Vladimir lui barra le passage.
— Va-t-en, maman. On veut vivre en paix.
Le couple finit par s’enfermer dans le silence. Margarita multipliait les appels, les messages, accusant Inna de tous les maux, doutant même de la paternité. Vladimir, épuisé, finit par lui poser un ultimatum : accepter leur famille ou disparaître de leur vie.
Le temps passa. Inna mit au monde deux garçons et une fille. Vladimir jonglait entre la maison, la maternité, le travail, heureux et fier. La grand-mère, elle, refusait de voir les enfants.
Un jour, pourtant, elle se présenta avec une vieille couverture sous le bras.
— Voilà pour les petits… — dit-elle maladroitement.
Inna la fixa sans rien dire.
— Ecoutez, dit-elle calmement, ici, on ne divise pas les enfants en “bons” et “mauvais”. C’est les trois ou rien.
Margarita en fut profondément vexée. Elle partit, blessée dans son orgueil. Mais le couple tint bon. Les triplés grandirent entourés d’amour, sans jugements, sans critiques. Leur foyer était rempli de rires et de joie, à l’abri des préjugés et des rancœurs.
Parfois, la belle-mère appelait encore, mais ses mots n’avaient plus d’importance.
Un jour, Inna souffla à Vladimir, berçant un de leurs bébés :
— Tu sais, finalement, je crois qu’on a eu de la chance.
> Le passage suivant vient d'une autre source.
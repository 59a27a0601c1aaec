use crate::constants::{DEFAULT_NOTIFY_HANDLE, DEFAULT_PROVIDER_URL};
use crate::errors::ScanError;
use serde::Deserialize;
use std::path::Path;
use std::time::Duration;

/// Configuration settings for a scan session
#[derive(Debug, Clone, Deserialize)]
#[serde(default)]
pub struct RevealConfig {
    /// Pause in milliseconds after each revealed item
    pub reveal_delay_ms: u64,

    /// Pause in milliseconds between run completion and the final notification
    pub completion_delay_ms: u64,

    /// Deadline in milliseconds for the whole device collection step
    pub collect_timeout_ms: u64,

    /// Geolocation endpoint returning the visitor's public address details
    pub provider_url: String,

    /// User-Agent header sent to the geolocation endpoint
    pub provider_user_agent: String,

    /// Replaces the synthesized host user-agent string
    pub user_agent: Option<String>,

    /// Handle shown by the final injection dialog
    pub notify_handle: String,

    /// Interval in milliseconds between scan dialog progress ticks
    pub progress_tick_ms: u64,

    /// Pause in milliseconds between reaching 100% and closing the scan dialog
    pub progress_close_delay_ms: u64,

    /// Number of ambient rain frames drawn before the scan dialog
    pub rain_frames: usize,

    /// Interval in milliseconds between rain frames
    pub rain_frame_ms: u64,

    /// Skip rain, typing and progress animations
    pub reduced_motion: bool,

    /// Ask for consent before the scan dialog opens
    pub require_consent: bool,
}

impl Default for RevealConfig {
    fn default() -> Self {
        Self {
            reveal_delay_ms: 280,
            completion_delay_ms: 900,
            collect_timeout_ms: 5000,
            provider_url: DEFAULT_PROVIDER_URL.to_string(),
            provider_user_agent: format!("ghostscan/{}", env!("CARGO_PKG_VERSION")),
            user_agent: None,
            notify_handle: DEFAULT_NOTIFY_HANDLE.to_string(),
            progress_tick_ms: 150,
            progress_close_delay_ms: 400,
            rain_frames: 24,
            rain_frame_ms: 50,
            reduced_motion: false,
            require_consent: false,
        }
    }
}

impl RevealConfig {
    /// Load a configuration file; missing keys keep their defaults
    pub fn from_file(path: &Path) -> Result<Self, ScanError> {
        let raw = std::fs::read_to_string(path)?;
        Self::from_toml(&raw)
    }

    pub fn from_toml(raw: &str) -> Result<Self, ScanError> {
        let config: RevealConfig = toml::from_str(raw)?;
        config.validate()?;
        Ok(config)
    }

    pub fn validate(&self) -> Result<(), ScanError> {
        if self.provider_url.trim().is_empty() {
            return Err(ScanError::Config("provider_url must not be empty".to_string()));
        }
        if self.progress_tick_ms == 0 {
            return Err(ScanError::Config("progress_tick_ms must be positive".to_string()));
        }
        Ok(())
    }

    pub fn reveal_delay(&self) -> Duration {
        Duration::from_millis(self.reveal_delay_ms)
    }

    pub fn completion_delay(&self) -> Duration {
        Duration::from_millis(self.completion_delay_ms)
    }

    pub fn collect_timeout(&self) -> Duration {
        Duration::from_millis(self.collect_timeout_ms)
    }
}

#[cfg(test)]
mod tests {
    use super::*;

    #[test]
    fn partial_file_keeps_defaults() {
        let config = RevealConfig::from_toml("reveal_delay_ms = 10\nreduced_motion = true\n").unwrap();
        assert_eq!(config.reveal_delay_ms, 10);
        assert!(config.reduced_motion);
        assert_eq!(config.completion_delay_ms, 900);
        assert_eq!(config.provider_url, DEFAULT_PROVIDER_URL);
    }

    #[test]
    fn empty_provider_is_rejected() {
        let err = RevealConfig::from_toml("provider_url = \"  \"").unwrap_err();
        assert!(matches!(err, ScanError::Config(_)));
    }
}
Nos enfants grandissent dans la paix, sans méchanceté autour d’eux.
Vladimir l’embrassa, heureux.
— Oui, et c’est le plus beau cadeau qu’on pouvait leur offrir.
Les triplés vécurent dans un cocon de douceur, sans être confrontés aux amertumes de leur grand-mère. Et c’était là la plus belle victoire de leurs parents : leur bonheur, ils avaient su le protéger coûte que coûte.